__REQUIRED WORK__: Number of lines below with "PlatformLimits": work it out and reply with that number only.

[Collected data]
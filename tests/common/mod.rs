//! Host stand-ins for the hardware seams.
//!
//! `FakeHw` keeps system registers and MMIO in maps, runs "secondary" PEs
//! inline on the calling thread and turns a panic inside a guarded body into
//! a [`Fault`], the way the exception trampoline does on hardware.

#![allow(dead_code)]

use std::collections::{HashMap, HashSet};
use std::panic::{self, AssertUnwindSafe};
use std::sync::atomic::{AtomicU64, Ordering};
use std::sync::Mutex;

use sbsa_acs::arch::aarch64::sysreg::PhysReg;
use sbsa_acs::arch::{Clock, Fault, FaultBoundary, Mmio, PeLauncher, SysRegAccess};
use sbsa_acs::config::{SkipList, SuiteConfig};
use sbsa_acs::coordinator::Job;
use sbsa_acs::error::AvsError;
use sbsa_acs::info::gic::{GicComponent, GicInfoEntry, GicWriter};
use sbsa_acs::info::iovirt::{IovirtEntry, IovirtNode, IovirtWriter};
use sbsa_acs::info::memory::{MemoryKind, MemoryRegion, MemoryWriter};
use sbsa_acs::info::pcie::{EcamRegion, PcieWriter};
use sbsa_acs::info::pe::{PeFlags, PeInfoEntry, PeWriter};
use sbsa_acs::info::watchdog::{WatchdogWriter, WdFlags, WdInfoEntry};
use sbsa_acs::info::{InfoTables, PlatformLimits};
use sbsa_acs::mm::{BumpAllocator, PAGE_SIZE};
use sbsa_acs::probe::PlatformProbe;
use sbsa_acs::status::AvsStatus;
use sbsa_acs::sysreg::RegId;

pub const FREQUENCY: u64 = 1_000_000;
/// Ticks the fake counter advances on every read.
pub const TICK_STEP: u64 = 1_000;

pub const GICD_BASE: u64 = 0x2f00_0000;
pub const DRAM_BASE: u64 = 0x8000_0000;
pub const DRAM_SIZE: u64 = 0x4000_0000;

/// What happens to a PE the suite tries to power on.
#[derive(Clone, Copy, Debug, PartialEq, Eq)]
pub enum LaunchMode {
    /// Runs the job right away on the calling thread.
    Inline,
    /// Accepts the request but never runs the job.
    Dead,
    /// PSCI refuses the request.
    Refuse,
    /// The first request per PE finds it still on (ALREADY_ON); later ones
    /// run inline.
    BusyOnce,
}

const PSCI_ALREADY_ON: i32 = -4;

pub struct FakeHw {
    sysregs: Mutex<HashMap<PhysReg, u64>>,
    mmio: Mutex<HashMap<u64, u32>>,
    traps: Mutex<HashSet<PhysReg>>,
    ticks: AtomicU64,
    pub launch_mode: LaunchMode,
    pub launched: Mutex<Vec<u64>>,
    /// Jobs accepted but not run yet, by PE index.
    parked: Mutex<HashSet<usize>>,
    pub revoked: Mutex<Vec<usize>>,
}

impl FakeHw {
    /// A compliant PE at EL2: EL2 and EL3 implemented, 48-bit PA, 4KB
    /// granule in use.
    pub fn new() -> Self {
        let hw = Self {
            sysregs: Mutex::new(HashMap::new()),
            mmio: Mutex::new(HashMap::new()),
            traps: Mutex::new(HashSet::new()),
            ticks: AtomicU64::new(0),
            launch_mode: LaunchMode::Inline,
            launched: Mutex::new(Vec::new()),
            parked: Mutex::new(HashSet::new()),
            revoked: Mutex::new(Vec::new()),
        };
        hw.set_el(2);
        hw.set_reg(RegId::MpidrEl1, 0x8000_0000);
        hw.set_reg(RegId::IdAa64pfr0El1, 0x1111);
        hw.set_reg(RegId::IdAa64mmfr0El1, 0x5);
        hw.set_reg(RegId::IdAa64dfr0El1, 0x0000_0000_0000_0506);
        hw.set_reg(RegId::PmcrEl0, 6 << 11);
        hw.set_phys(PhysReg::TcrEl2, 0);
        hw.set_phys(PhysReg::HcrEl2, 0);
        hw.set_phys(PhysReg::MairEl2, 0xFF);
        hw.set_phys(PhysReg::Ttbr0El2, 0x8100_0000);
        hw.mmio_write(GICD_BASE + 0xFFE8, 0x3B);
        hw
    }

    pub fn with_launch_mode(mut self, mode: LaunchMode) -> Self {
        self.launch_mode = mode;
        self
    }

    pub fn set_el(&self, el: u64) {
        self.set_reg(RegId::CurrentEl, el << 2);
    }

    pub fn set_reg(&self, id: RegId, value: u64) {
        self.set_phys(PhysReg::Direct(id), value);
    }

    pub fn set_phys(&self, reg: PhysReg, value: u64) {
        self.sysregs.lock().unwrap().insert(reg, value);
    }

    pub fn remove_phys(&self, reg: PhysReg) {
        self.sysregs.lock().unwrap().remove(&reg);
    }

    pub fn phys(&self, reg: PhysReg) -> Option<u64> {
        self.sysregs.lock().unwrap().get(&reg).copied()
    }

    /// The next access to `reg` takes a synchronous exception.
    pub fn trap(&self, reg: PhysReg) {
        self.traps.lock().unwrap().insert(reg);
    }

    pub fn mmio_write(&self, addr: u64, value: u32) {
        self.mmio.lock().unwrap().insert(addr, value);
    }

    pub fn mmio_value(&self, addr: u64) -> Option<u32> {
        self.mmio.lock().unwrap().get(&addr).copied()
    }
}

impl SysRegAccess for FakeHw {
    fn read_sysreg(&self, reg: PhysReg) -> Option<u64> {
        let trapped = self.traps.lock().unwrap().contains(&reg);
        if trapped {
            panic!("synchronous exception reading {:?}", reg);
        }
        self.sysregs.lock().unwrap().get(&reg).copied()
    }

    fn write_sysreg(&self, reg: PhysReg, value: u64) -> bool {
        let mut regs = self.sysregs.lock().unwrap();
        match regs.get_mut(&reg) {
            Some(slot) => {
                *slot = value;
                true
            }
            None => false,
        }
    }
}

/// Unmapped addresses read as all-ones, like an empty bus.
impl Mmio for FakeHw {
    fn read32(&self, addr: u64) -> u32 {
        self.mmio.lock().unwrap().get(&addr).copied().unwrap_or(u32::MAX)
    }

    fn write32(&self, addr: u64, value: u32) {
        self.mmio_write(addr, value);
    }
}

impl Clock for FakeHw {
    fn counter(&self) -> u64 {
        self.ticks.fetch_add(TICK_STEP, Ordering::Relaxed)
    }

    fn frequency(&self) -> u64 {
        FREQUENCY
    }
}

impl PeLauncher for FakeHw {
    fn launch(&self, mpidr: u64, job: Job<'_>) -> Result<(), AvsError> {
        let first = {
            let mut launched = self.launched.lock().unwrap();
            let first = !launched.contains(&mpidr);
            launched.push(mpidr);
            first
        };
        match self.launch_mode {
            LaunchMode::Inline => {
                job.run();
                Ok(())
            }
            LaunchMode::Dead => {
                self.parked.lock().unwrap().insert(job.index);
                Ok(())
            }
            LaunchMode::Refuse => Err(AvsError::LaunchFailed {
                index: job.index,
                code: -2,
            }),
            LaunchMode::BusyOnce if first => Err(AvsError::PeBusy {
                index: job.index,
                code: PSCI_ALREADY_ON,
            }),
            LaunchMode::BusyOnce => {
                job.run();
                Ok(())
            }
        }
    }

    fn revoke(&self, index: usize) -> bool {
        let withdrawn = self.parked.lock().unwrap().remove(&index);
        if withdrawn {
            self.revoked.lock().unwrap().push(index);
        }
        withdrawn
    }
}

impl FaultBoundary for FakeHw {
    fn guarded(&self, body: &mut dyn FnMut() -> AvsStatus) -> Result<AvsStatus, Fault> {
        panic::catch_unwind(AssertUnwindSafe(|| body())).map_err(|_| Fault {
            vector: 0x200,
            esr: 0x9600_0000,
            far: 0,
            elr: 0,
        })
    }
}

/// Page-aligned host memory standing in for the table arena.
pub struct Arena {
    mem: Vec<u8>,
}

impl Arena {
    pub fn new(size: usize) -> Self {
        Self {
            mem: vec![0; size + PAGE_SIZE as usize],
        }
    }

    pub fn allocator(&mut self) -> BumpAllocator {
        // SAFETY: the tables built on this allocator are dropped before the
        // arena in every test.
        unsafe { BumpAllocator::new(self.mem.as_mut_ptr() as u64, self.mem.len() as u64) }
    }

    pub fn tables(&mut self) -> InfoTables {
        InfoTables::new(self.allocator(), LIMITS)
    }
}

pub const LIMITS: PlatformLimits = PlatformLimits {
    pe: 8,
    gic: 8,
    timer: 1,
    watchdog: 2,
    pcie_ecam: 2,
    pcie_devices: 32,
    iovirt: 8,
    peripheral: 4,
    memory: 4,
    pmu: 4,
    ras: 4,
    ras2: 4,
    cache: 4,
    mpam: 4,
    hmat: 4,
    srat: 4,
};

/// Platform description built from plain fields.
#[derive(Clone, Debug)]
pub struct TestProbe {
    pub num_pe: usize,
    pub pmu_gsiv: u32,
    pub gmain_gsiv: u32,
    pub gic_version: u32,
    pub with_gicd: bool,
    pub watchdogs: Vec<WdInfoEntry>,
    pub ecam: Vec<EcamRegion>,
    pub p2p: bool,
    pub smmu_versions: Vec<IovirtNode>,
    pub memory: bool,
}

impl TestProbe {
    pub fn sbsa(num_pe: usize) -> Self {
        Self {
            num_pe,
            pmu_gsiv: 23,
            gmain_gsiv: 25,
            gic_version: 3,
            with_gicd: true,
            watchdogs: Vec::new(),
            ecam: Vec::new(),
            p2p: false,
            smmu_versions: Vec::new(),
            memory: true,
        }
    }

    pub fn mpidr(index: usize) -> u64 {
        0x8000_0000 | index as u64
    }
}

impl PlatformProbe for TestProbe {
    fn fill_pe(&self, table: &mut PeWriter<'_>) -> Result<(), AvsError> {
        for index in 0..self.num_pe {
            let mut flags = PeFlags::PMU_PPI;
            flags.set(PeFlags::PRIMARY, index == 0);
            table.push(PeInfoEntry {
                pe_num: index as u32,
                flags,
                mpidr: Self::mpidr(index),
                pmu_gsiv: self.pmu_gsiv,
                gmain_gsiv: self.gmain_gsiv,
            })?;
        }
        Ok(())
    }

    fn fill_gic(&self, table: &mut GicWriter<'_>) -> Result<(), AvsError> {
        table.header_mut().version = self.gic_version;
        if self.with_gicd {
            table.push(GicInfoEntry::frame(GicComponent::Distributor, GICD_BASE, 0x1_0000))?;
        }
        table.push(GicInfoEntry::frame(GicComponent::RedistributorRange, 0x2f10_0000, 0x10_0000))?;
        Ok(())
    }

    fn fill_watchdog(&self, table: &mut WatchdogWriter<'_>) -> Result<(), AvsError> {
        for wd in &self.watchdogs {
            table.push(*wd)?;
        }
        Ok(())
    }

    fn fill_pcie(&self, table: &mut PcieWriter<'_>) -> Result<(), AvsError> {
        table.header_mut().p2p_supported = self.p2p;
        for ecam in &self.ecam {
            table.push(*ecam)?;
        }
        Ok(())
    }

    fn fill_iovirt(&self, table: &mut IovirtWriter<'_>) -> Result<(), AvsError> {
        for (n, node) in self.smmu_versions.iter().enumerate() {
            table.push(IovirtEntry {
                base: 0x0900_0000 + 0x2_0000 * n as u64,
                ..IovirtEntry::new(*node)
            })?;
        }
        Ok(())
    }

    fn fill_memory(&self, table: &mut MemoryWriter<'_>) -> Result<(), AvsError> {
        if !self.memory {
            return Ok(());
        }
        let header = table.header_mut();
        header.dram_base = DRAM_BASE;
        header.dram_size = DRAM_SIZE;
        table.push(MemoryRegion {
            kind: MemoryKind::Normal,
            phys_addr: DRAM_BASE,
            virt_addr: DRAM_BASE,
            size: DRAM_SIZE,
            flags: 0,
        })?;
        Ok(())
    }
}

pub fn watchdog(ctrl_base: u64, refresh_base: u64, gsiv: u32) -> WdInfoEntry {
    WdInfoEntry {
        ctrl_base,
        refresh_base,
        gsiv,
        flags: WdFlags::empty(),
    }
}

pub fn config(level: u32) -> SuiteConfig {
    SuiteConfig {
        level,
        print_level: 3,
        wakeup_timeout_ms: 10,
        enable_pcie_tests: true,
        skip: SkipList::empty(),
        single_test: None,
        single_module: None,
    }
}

__THE COMPLETED TASK__: 2